Claim to fame: the future of the species showed up quiet.

1939 · Ink & paper

Little Toot

Hardie Gramatky’s picture-book harbor kid who’d rather play than tow — until a storm makes a hero of him. The founding text of small-tug-with-big-heart literature.

Claim to fame: taught generations that the little one saves the day.

1993 · Television

Theodore Tugboat

The friendly face of Halifax Harbour, from Canadian TV — a model tug with a red ball cap who handled feelings and shipping schedules with equal care.

Claim to fame: proof a tugboat can anchor a whole childhood.

The Matriarch

TooT TooT

Mike’s little tug — spotted at Mystic in 2010, source of one fateful “you can build that,” and the genetic origin of everything on this website. Induction committee: her descendant. Objections: none received.

Claim to fame: see the Lineage. It’s all her fault.

Elective

Which tug are you?

Five questions. No wrong answers, only slower ones. The faculty will assign you a species.

The Lingo Lab

Talk like a tugboater

Eight terms that will let you nod convincingly on any working waterfront. Real definitions on the back of every card; tap to flip.

Closing seminar

220 years down the pier

The whole history of tugboats, walked plank by plank. Watch the class sizes as you go — there’s a trend, and then there’s a correction.

1803

The Charlotte Dundas proves the point

A stubby steam paddler tows two loaded barges nearly twenty miles down Scotland’s Forth & Clyde Canal, and the towing profession stops meaning “horses.” The first practical steam towboat, and arguably the first tug.

Class size: ~56 ft
1830s–1870s

Paddle tugs take the harbors

Steam paddle tugs swarm every major port, dragging sailing ships in and out of harbors regardless of wind. The word tug sticks, because that is exactly and only what they do.

Class size: ~100 ft
1880s–1900s

Steam, steel and screw propellers

Propellers replace paddles, steel replaces wood, and the classic tugboat profile — proud funnel, wheelhouse, tires-to-be — is born. The Hall of Fame’s Edna G (1896) and Hercules (1907) are this class’s honor students.

Class size: ~100–150 ft
1910s–1950s

Diesel clocks in

Diesel engines send steam to the museum: more pull, fewer crew, no coal dust on the sandwiches. The tugboat becomes the round-the-clock workhorse ports still depend on.

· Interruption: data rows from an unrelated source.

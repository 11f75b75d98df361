use std::path::PathBuf;

use clap::{value_parser, Arg, ArgAction, Command};

pub fn build_cli() -> Command {
    Command::new("askpdf")
        .version(env!("CARGO_PKG_VERSION"))
        .about("Ask a question about one or more PDF files")
        .long_about("Select PDF files and type a question; askpdf uploads both to the configured backend and shows the markdown answer. Without a subcommand an interactive terminal form is opened.")
        .arg(
            Arg::new("backend-url")
                .long("backend-url")
                .short('b')
                .help("Backend endpoint (overrides ASKPDF_BACKEND_URL)")
                .global(true),
        )
        .arg(
            Arg::new("log-file")
                .long("log-file")
                .help("Log file used by the interactive form")
                .value_parser(value_parser!(PathBuf))
                .default_value("askpdf.log")
                .global(true),
        )
        .arg(
            Arg::new("timeout")
                .long("timeout")
                .help("Give up on the backend after this many seconds (default: wait indefinitely)")
                .value_parser(value_parser!(u64).range(1..))
                .global(true),
        )
        .arg(
            Arg::new("verbose")
                .short('v')
                .long("verbose")
                .help("Log at debug level")
                .action(ArgAction::SetTrue)
                .global(true),
        )
        .subcommand(
            Command::new("ask")
                .about("Submit once and print the answer to stdout")
                .arg(
                    Arg::new("query")
                        .long("query")
                        .short('q')
                        .help("The question to ask")
                        .required(true),
                )
                .arg(
                    Arg::new("files")
                        .help("PDF files to upload")
                        .value_parser(value_parser!(PathBuf))
                        .num_args(1..)
                        .required(true),
                ),
        )
}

Class size: ~100 ft, twice the muscle
1950s–1980s

Tugs learn to dance

Cycloidal “tractor” drives and then steerable Z-drives arrive, and thrust learns to point in any direction. Tugs begin walking sideways, spinning in place, and berthing supertankers with balletic contempt for momentum.

Class size: ~90 ft, infinitely more agile
2020s

Records and batteries

The species peaks in both directions at once: Island Victory sets the all-time bollard-pull record (477 t, 2020), while Sparky goes fully electric in Auckland (2022). Bigger, stronger, cleaner — the trend line only points up.

Class size: up to 405 ft
2025

The trend line, boldly reversed

In Clinton, Connecticut, a man in a two-car garage spends three years building the counter-argument: AWOOGA, 14′3″ of marine plywood with a foghorn eight sizes too big. Peak miniaturization. The historians are still arguing about whether this is progress; the harbor has already voted.

Class size: 14 ft 3 in. You read that right.